PNLJ has already been implemented for you, as a special case of BNLJ, with B=3. Therefore, it will not function properly until BNLJ has been properly
implemented. The test cases for both PNLJ and BNLJ in TestJoinOperator
depend
on a properly implemented BNLJ.
You should read through the given skeleton code in BNLJOperator
. The next
and hasNext
methods of the iterator have already been filled out for you, but
you will need to implement the fetchNextRecord
method, which should do most of
the heavy lifting of the BNLJ algorithm. The fetchNextRecord
method should, as its
name suggests, fetches the next record of the join output.

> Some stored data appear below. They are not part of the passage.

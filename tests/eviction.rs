//! Memory-budget behavior over the wire.

mod support;

use cinnabar::Config;
use support::*;

fn limited(policy: &str, maxmemory: &str) -> Config {
    let mut config = Config::default();
    config.apply("maxmemory", maxmemory).expect("valid size");
    config.apply("maxmemory-policy", policy).expect("valid policy");
    config
}

#[tokio::test]
async fn noeviction_rejects_writes_over_budget() {
    let server = TestServer::with(limited("noeviction", "20kb")).await;
    let mut client = server.client().await;

    let padding = vec![b'x'; 1024];
    let mut saw_oom = false;
    for i in 0..100 {
        let key = format!("key:{i}");
        let reply = client.run(cmd![b"SET", key.as_bytes(), &padding]).await;
        if let respite::RespValue::Error(error) = reply {
            assert!(error.starts_with(b"OOM"), "{error:?}");
            saw_oom = true;
            break;
        }
    }
    assert!(saw_oom, "the budget never kicked in");

    // Reads still work in over-budget state.
    assert_str(&client.run(cmd![b"PING"]).await, "PONG");
}

#[tokio::test]
async fn allkeys_lru_evicts_instead_of_failing() {
    let server = TestServer::with(limited("allkeys-lru", "40kb")).await;
    let mut client = server.client().await;

    let padding = vec![b'x'; 1024];
    for i in 0..200 {
        let key = format!("key:{i}");
        assert_str(&client.run(cmd![b"SET", key.as_bytes(), &padding]).await, "OK");
    }

    // Evictions kept usage under the budget; some keys are gone.
    let size = int_of(&client.run(cmd![b"DBSIZE"]).await);
    assert!(size < 200, "nothing was evicted");
    assert!(size > 0, "everything was evicted");
}

#[tokio::test]
async fn volatile_ttl_prefers_expiring_keys() {
    let server = TestServer::with(limited("volatile-ttl", "40kb")).await;
    let mut client = server.client().await;

    let padding = vec![b'x'; 1024];
    client.run(cmd![b"SET", b"precious", b"keep-me"]).await;
    for i in 0..200 {
        let key = format!("key:{i}");
        client
            .run(cmd![b"SET", key.as_bytes(), &padding, b"EX", b"1000"])
            .await;
    }

    // Only volatile keys were candidates.
    assert_str(&client.run(cmd![b"GET", b"precious"]).await, "keep-me");
    assert!(int_of(&client.run(cmd![b"DBSIZE"]).await) < 201);
}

There are also two suggested helper methods: fetchNextLeftBlock
, which should
fetch the next non-empty block of left table pages from leftIterator
, and
fetchNextRightPage
, which should fetch the next non-empty page of the right
table (from rightIterator
).
We suggest breaking up the problem into smaller subproblems, and adding more helper methods than the two suggested ones -- it will make debugging your code much easier.
Once you have implemented BNLJOperator
, all the PNLJ and BNLJ tests in
TestJoinOperator
should pass.
Note: We recommend you avoid using a do-while
loop when implenting BNLJ as it has caused a lot of headache
for quite a few students in the past. Use a while
loop instead.
The first step in Sort Merge Join is to sort both input relations. Therefore, before you can work on implementing Sort Merge Join, you must first implement an external sorting algorithm.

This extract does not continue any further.